Lou Reed : le prince de la nuit et du larsen
Il n'a pas simplement chanté New York ; il en a été le système nerveux, l'électricité sale et la poésie souterraine. Avant lui le rock était une affaire d'adolescents ou de révolutionnaires utopistes.
Avec lui, il est devenu adulte, littéraire et dangereusement urbain. Le choc. Lorsqu’il débarque avec le Velvet Underground sous l’aile de Warhol, il ne propose pas le “Peace and Love” californien, mais le cuir, l’héroïne et le sadomasochisme. Une claque glaciale au visage de l’Amérique puritaine.
Reed, c’était d’abord cette voix.
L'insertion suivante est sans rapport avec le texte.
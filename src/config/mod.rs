// src/config/mod.rs
// Environment-based configuration - single source of truth for all env vars

use std::net::SocketAddr;
use std::str::FromStr;
use std::time::Duration;

use anyhow::Context;
use tracing::{info, warn};

use crate::admission::{AdmissionConfig, DEFAULT_WINDOW};
use crate::gemini::{DEFAULT_TIMEOUT_SECS, GeminiConfig};
use crate::relay::RelaySettings;

pub const DEFAULT_HOST: &str = "0.0.0.0";
pub const DEFAULT_PORT: u16 = 3000;

/// Everything the relay process needs, resolved once at startup.
#[derive(Debug, Clone)]
pub struct RelayConfig {
    // ── Server
    pub host: String,
    pub port: u16,

    // ── Upstream
    /// GEMINI_API_KEY. Absence only fails `/chat` calls, not startup.
    pub gemini_api_key: Option<String>,
    pub gemini: GeminiConfig,
    pub relay: RelaySettings,

    // ── Admission
    pub admission: AdmissionConfig,
    /// Key clients by the first X-Forwarded-For entry (TRUST_FORWARDED_FOR)
    pub trust_forwarded_for: bool,
}

impl Default for RelayConfig {
    fn default() -> Self {
        Self {
            host: DEFAULT_HOST.to_string(),
            port: DEFAULT_PORT,
            gemini_api_key: None,
            gemini: GeminiConfig::default(),
            relay: RelaySettings::default(),
            admission: AdmissionConfig::default(),
            trust_forwarded_for: true,
        }
    }
}

impl RelayConfig {
    /// Load configuration from process environment variables
    pub fn from_env() -> Self {
        Self::from_lookup(|name| std::env::var(name).ok())
    }

    /// Load configuration through an arbitrary variable lookup.
    ///
    /// Unset or blank variables keep their defaults; unparsable ones log a
    /// warning and keep their defaults.
    pub fn from_lookup(lookup: impl Fn(&str) -> Option<String>) -> Self {
        let read = |name: &str| lookup(name).map(|v| v.trim().to_string()).filter(|v| !v.is_empty());
        let defaults = Self::default();

        let timeout_secs = parse_or(
            "UPSTREAM_TIMEOUT_SECS",
            read("UPSTREAM_TIMEOUT_SECS"),
            defaults.gemini.timeout.as_secs(),
        );
        let window_secs = parse_or(
            "RATE_LIMIT_WINDOW_SECS",
            read("RATE_LIMIT_WINDOW_SECS"),
            defaults.admission.window.as_secs(),
        );

        Self {
            host: read("HOST").unwrap_or(defaults.host),
            port: parse_or("PORT", read("PORT"), defaults.port),
            gemini_api_key: read("GEMINI_API_KEY"),
            gemini: GeminiConfig {
                base_url: read("GEMINI_BASE_URL").unwrap_or(defaults.gemini.base_url),
                model: read("GEMINI_MODEL").unwrap_or(defaults.gemini.model),
                timeout: Duration::from_secs(positive("UPSTREAM_TIMEOUT_SECS", timeout_secs, DEFAULT_TIMEOUT_SECS)),
            },
            relay: RelaySettings {
                temperature: finite(
                    "GEMINI_TEMPERATURE",
                    parse_or(
                        "GEMINI_TEMPERATURE",
                        read("GEMINI_TEMPERATURE"),
                        defaults.relay.temperature,
                    ),
                    defaults.relay.temperature,
                ),
                max_output_tokens: parse_or(
                    "GEMINI_MAX_OUTPUT_TOKENS",
                    read("GEMINI_MAX_OUTPUT_TOKENS"),
                    defaults.relay.max_output_tokens,
                ),
                max_message_chars: read("MAX_MESSAGE_CHARS")
                    .and_then(|v| parse_limit("MAX_MESSAGE_CHARS", &v)),
            },
            admission: AdmissionConfig {
                max_requests: parse_or(
                    "RATE_LIMIT_MAX_REQUESTS",
                    read("RATE_LIMIT_MAX_REQUESTS"),
                    defaults.admission.max_requests,
                ),
                window: Duration::from_secs(positive("RATE_LIMIT_WINDOW_SECS", window_secs, DEFAULT_WINDOW.as_secs())),
            },
            trust_forwarded_for: read("TRUST_FORWARDED_FOR")
                .and_then(|v| parse_bool("TRUST_FORWARDED_FOR", &v))
                .unwrap_or(defaults.trust_forwarded_for),
        }
    }

    pub fn bind_addr(&self) -> anyhow::Result<SocketAddr> {
        format!("{}:{}", self.host, self.port)
            .parse()
            .with_context(|| format!("invalid listen address {}:{}", self.host, self.port))
    }

    /// Log the effective configuration (without exposing the key)
    pub fn log_summary(&self) {
        info!(
            host = %self.host,
            port = self.port,
            model = %self.gemini.model,
            timeout_secs = self.gemini.timeout.as_secs(),
            max_requests = self.admission.max_requests,
            window_secs = self.admission.window.as_secs(),
            trust_forwarded_for = self.trust_forwarded_for,
            "Relay configuration loaded"
        );

        if self.gemini_api_key.is_none() {
            warn!("GEMINI_API_KEY not set - /chat will answer 500 until it is configured");
        }
    }
}

fn parse_or<T: FromStr + std::fmt::Display>(name: &str, raw: Option<String>, default: T) -> T {
    let Some(raw) = raw else {
        return default;
    };

    match raw.parse::<T>() {
        Ok(value) => value,
        Err(_) => {
            warn!(
                env_var = name,
                value = %raw,
                default = %default,
                "Invalid value for environment variable, using default"
            );
            default
        }
    }
}

fn positive(name: &str, value: u64, default: u64) -> u64 {
    if value == 0 {
        warn!(env_var = name, default, "Zero is not allowed, using default");
        return default;
    }
    value
}

fn finite(name: &str, value: f32, default: f32) -> f32 {
    if !value.is_finite() {
        warn!(env_var = name, value = %value, default = %default, "Non-finite value, using default");
        return default;
    }
    value
}

/// Optional positive limit; unset, zero or unparsable means no limit
fn parse_limit(name: &str, value: &str) -> Option<usize> {
    match value.parse::<usize>() {
        Ok(0) => None,
        Ok(limit) => Some(limit),
        Err(_) => {
            warn!(env_var = name, value = %value, "Invalid limit, leaving it disabled");
            None
        }
    }
}

fn parse_bool(name: &str, value: &str) -> Option<bool> {
    match value.to_lowercase().as_str() {
        "1" | "true" | "yes" | "on" => Some(true),
        "0" | "false" | "no" | "off" => Some(false),
        _ => {
            warn!(env_var = name, value = %value, "Invalid boolean, using default");
            None
        }
    }
}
Ce “Sprechgesang” traînant, monocorde, presque ennuyé, qui disséquait les déviances humaines avec la précision d’un chirurgien désabusé. Techniquement, il était un anti-héro de la guitare. Il cherchait le drone, la répétition hypnotique, martelant des accords basiques jusqu’à la transe, ou noyant la mélodie sous des vagues de larsen insupportables, comme dans l’impitoyable “Metal Machine Music”. Il voulait que le rock and roll ait la liberté du free jazz et la noirceur d’un roman de Hubert Selby Jr.
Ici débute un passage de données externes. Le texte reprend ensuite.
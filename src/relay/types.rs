// src/relay/types.rs
// Request/response bodies for POST /chat

use serde::{Deserialize, Deserializer, Serialize};
use serde_json::Value;

/// Body of `POST /chat`.
///
/// Decoding is lenient: a field that is absent, null or not a string decodes
/// as `None`. Rejecting a bad `message` is the relay's job (400), and a bad
/// `mode` simply selects the baseline persona.
#[derive(Debug, Clone, Default, PartialEq, Eq, Serialize, Deserialize)]
pub struct ChatRequest {
    #[serde(default, deserialize_with = "string_or_none")]
    pub message: Option<String>,
    #[serde(default, deserialize_with = "string_or_none", skip_serializing_if = "Option::is_none")]
    pub mode: Option<String>,
}

impl ChatRequest {
    /// Builds a request from an arbitrary JSON body.
    ///
    /// Only an object carries fields. Arrays, scalars and null are an empty
    /// request, so a positional array never fills `message` or `mode`.
    pub fn from_json(body: Value) -> Self {
        match body {
            Value::Object(_) => serde_json::from_value(body).unwrap_or_default(),
            _ => Self::default(),
        }
    }
}

#[derive(Debug, Clone, PartialEq, Eq, Serialize, Deserialize)]
pub struct ChatReply {
    pub reply: String,
}

fn string_or_none<'de, D>(deserializer: D) -> Result<Option<String>, D::Error>
where
    D: Deserializer<'de>,
{
    Ok(match Option::<Value>::deserialize(deserializer)? {
        Some(Value::String(s)) => Some(s),
        _ => None,
    })
}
Pourtant, derrière les lunettes noires et l’attitude revêche, se cachait une sensibilité foudroyante. C’est le paradoxe Reed : capable de l’agression sonore la plus brute, puis de la caresse symphonique de “Perfect Day” ou “Pale Blue Eyes”. David Bowie, en fan absolu, tentera de le polir avec “Transformer”, lui offrant le succès radio, mais Lou était un animal trop sauvage pour rester dans la lumière des projecteurs. Il préférait l’ombre des ruelles.
Écouter Lou Reed aujourd’hui, c’est accepter de regarder ce que nous détournons habituellement du regard. C’est trouver la beauté dans le caniveau. Il nous a appris qu’on pouvait être une rock star sans jamais sourire, en restant assis sur un tabouret, une cigarette à la main, à regarder le monde brûler avec élégance. Une déflagration silencieuse qui résonne encore.